AIM OF THE TASK: Please set down the line that contains "to build HTTP" and every line below it through the last, exactly as written, with no other lines.

═══ DATA LISTING

use thiserror::Error;

#[derive(Debug, Error)]
pub enum HttpError {
    #[error("Failed to build HTTP client: {source}")]
    BuildClientFailed {
        #[source]
        source: reqwest::Error,
    },
    #[error("Body template is not valid JSON: {source}")]
    TemplateInvalid {
        #[source]
        source: serde_json::Error,
    },
    #[error("Body template must be a JSON object.")]
    TemplateNotObject,
    #[error("Failed to serialize request body: {source}")]
    SerializeBody {
        #[source]
        source: serde_json::Error,
    },
}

══════

OUTPUT:
    #[error("Failed to build HTTP client: {source}")]
    BuildClientFailed {
        #[source]
        source: reqwest::Error,
    },
    #[error("Body template is not valid JSON: {source}")]
    TemplateInvalid {
        #[source]
        source: serde_json::Error,
    },
    #[error("Body template must be a JSON object.")]
    TemplateNotObject,
    #[error("Failed to serialize request body: {source}")]
    SerializeBody {
        #[source]
        source: serde_json::Error,
    },
}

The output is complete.